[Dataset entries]
-- Opening Marker --

use super::commission::{CommissionResult, CommissionStatus, Tier};
use chrono::{Datelike, NaiveDate};
use rust_decimal::Decimal;
use serde::{Deserialize, Serialize};
use std::fmt;

/// A calendar month.
#[derive(Debug, Clone, Copy, PartialEq, Eq, PartialOrd, Ord, Hash, Serialize, Deserialize)]
pub struct Period {
    pub year: i32,
    pub month: u32,
}

impl Period {
    pub fn of(date: NaiveDate) -> Self {
        Self {
            year: date.year(),
            month: date.month(),
        }
    }

    pub fn next(self) -> Self {
        if self.month == 12 {
            Self {
                year: self.year + 1,
                month: 1,
            }
        } else {
            Self {
                year: self.year,
                month: self.month + 1,
            }
        }
    }
}

impl fmt::Display for Period {
    fn fmt(&self, f: &mut fmt::Formatter<'_>) -> fmt::Result {
        write!(f, "{:04}-{:02}", self.year, self.month)
    }
}

/// Persisted outcome of one commission computation.
///
/// Records are historical: once appended to a store they are never rewritten,
/// and reports only ever sum them.
#[derive(Debug, Clone, PartialEq, Serialize, Deserialize)]
pub struct CommissionRecord {
    /// Name of the lead the shipments were attributed to.
    pub lead: String,
    /// Year of the month the commission is attributed to.
    pub year: i32,
    /// Month the commission is attributed to (1-12).
    pub month: u32,
    pub shipments: u64,
    pub rate: Decimal,
    pub total_commission: Decimal,
    pub tier: Tier,
    pub status: CommissionStatus,
    /// Reference date the commission was computed for.
    pub processed_at: NaiveDate,
    /// Whether the lead was found in the contact directory while processing.
    pub crm_matched: bool,
}

impl CommissionRecord {
    /// Builds a record from an engine result. Deferred commissions are
    /// attributed to the month after the reference date.
    pub fn new(
        lead: &str,
        shipments: u64,
        result: &CommissionResult,
        reference: NaiveDate,
        crm_matched: bool,
    ) -> Self {
        let mut period = Period::of(reference);
        if result.status == CommissionStatus::NextMonth {
            period = period.next();
        }

        Self {
            lead: lead.to_string(),
            year: period.year,
            month: period.month,
            shipments,
            rate: result.rate,
            total_commission: result.total_commission,
            tier: result.tier,
            status: result.status,
            processed_at: reference,
            crm_matched,
        }
    }

    pub fn period(&self) -> Period {
        Period {
            year: self.year,
            month: self.month,
        }
    }
}
use crate::domain::ports::{ContactDirectory, LeadStore};
use crate::error::Result;
use serde::Serialize;
use tracing::{debug, info};

#[derive(Debug, Default, Clone, PartialEq, Eq, Serialize)]
pub struct SyncOutcome {
    /// Leads that had no contact id before the sync.
    pub examined: usize,
    pub synced: usize,
}

/// Looks up every lead lacking a CRM contact id and attaches the first match.
pub async fn sync_contacts(
    leads: &dyn LeadStore,
    directory: &dyn ContactDirectory,
) -> Result<SyncOutcome> {
    let mut outcome = SyncOutcome::default();
    for mut lead in leads.get_all().await? {
        if lead.has_contact() {
            continue;
        }
        outcome.examined += 1;

        if let Some(contact_id) = directory.search(&lead.name).await? {
            debug!(lead = %lead.name, contact = %contact_id, "synced CRM contact");
            lead.attach_contact(contact_id);
            leads.store(lead).await?;
            outcome.synced += 1;
        }
    }

    info!(examined = outcome.examined, synced = outcome.synced, "CRM sync finished");
    Ok(outcome)
}
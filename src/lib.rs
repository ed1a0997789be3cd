//! Library entry for filebot components used by the binary and tests.

pub mod bot;
pub mod config;
pub mod error;
pub mod storage;
pub mod validation;
#[cfg(feature = "telegram")]
pub mod telegram;
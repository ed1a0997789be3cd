//! User facing text, English and Spanish.
//!
//! There is one dispatcher; the locale only changes what it says.

use anyhow::anyhow;
use serde::{Deserialize, Serialize};
use std::str::FromStr;

use crate::error::FileOpError;
use crate::storage::AreaKind;

/// Replies that abandon whatever flow is pending, accepted in every locale.
pub const CANCEL_WORDS: &[&str] = &["cancel", "cancelar", "salir", "stop"];

pub fn is_cancel_word(text: &str) -> bool {
    let lowered = text.trim().to_lowercase();
    CANCEL_WORDS.contains(&lowered.as_str())
}

#[derive(Debug, Clone, Copy, PartialEq, Eq, Default, Serialize, Deserialize)]
#[serde(rename_all = "lowercase")]
pub enum Locale {
    #[default]
    En,
    Es,
}

impl FromStr for Locale {
    type Err = anyhow::Error;

    fn from_str(s: &str) -> Result<Self, Self::Err> {
        match s.trim().to_lowercase().as_str() {
            "en" | "english" => Ok(Locale::En),
            "es" | "spanish" | "español" | "espanol" => Ok(Locale::Es),
            other => Err(anyhow!("Unsupported locale '{}' (expected 'en' or 'es')", other)),
        }
    }
}

/// Which flow a cancellation or prompt belongs to.
#[derive(Debug, Clone, Copy, PartialEq, Eq)]
pub enum FlowKind {
    Delete,
    Move,
    Rename,
    Go,
}

/// Message catalog bound to one locale.
#[derive(Debug, Clone, Copy)]
pub struct Texts {
    locale: Locale,
}
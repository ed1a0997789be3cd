use anyhow::Result;
use clap::{Parser, Subcommand};
use log::info;
#[cfg(feature = "telegram")]
use std::sync::Arc;

use filebot::bot::BotServer;
use filebot::config::Config;

#[derive(Parser)]
#[command(name = "filebot")]
#[command(about = "A single-owner chat bot for storing and managing photos and documents")]
#[command(version)]
struct Cli {
    #[command(subcommand)]
    command: Commands,

    /// Configuration file path (can be used before or after subcommand)
    #[arg(short, long, default_value = "config.toml", global = true)]
    config: String,

    /// Verbose logging (-v, -vv for more; may appear before or after subcommand)
    #[arg(short, long, action = clap::ArgAction::Count, global = true)]
    verbose: u8,
}

#[derive(Subcommand)]
enum Commands {
    /// Start the bot and poll for updates
    Start,
    /// Write a default configuration file
    Init,
    /// Validate the configuration and print the resolved storage areas
    Check,
}

#[tokio::main]
async fn main() -> Result<()> {
    let cli = Cli::parse();

    // Verbosity flags win over the configured level; RUST_LOG wins over both
    let log_level = match cli.verbose {
        0 => configured_level(&cli.config),
        1 => "debug".to_string(),
        _ => "trace".to_string(),
    };
    env_logger::Builder::from_env(env_logger::Env::default().default_filter_or(log_level)).init();

    info!("Starting filebot v{}", env!("CARGO_PKG_VERSION"));

    match cli.command {
        Commands::Start => {
            let config = Config::load(&cli.config).await?;
            let server = BotServer::new(config).await?;
            run(server).await?;
        }
        Commands::Init => {
            Config::create_default(&cli.config).await?;
            info!("Configuration file created at {}", cli.config);
        }
        Commands::Check => {
            let config = Config::load(&cli.config).await?;
            let server = BotServer::new(config).await?;
            server.show_status().await?;
        }
    }

    Ok(())
}

#[cfg(feature = "telegram")]
async fn run(server: BotServer) -> Result<()> {
    filebot::telegram::run(Arc::new(server)).await
}

#[cfg(not(feature = "telegram"))]
async fn run(_server: BotServer) -> Result<()> {
    anyhow::bail!("filebot was built without the 'telegram' feature; no transport available")
}

/// Log level from the config file, read before logging is up.
fn configured_level(path: &str) -> String {
    std::fs::read_to_string(path)
        .ok()
        .and_then(|content| toml::from_str::<Config>(&content).ok())
        .map(|config| config.logging.level)
        .unwrap_or_else(|| "info".to_string())
}
//! Bot core module
//!
//! Everything between an inbound chat event and the list of replies for it:
//! - Command parsing and the dispatcher
//! - Per-user sessions with browser cursors and pending flows
//! - The two directory browsers and the delete/move/rename/jump flows
//! - Button payloads, pagination and localized texts

pub mod browser;
pub mod callback;
pub mod commands;
pub mod flows;
pub mod messages;
pub mod paginate;
pub mod reply;
pub mod server;
pub mod session;

pub use commands::{Command, CommandParser};
pub use reply::{Inbound, InboundKind, Reply, Upload};
pub use server::BotServer;
pub use session::Session;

-- Closing Marker --

What this task involves: If a line in the data above holds the string "synced", copy it.

Result of the task:
    pub synced: usize,
            debug!(lead = %lead.name, contact = %contact_id, "synced CRM contact");
            outcome.synced += 1;
    info!(examined = outcome.examined, synced = outcome.synced, "CRM sync finished");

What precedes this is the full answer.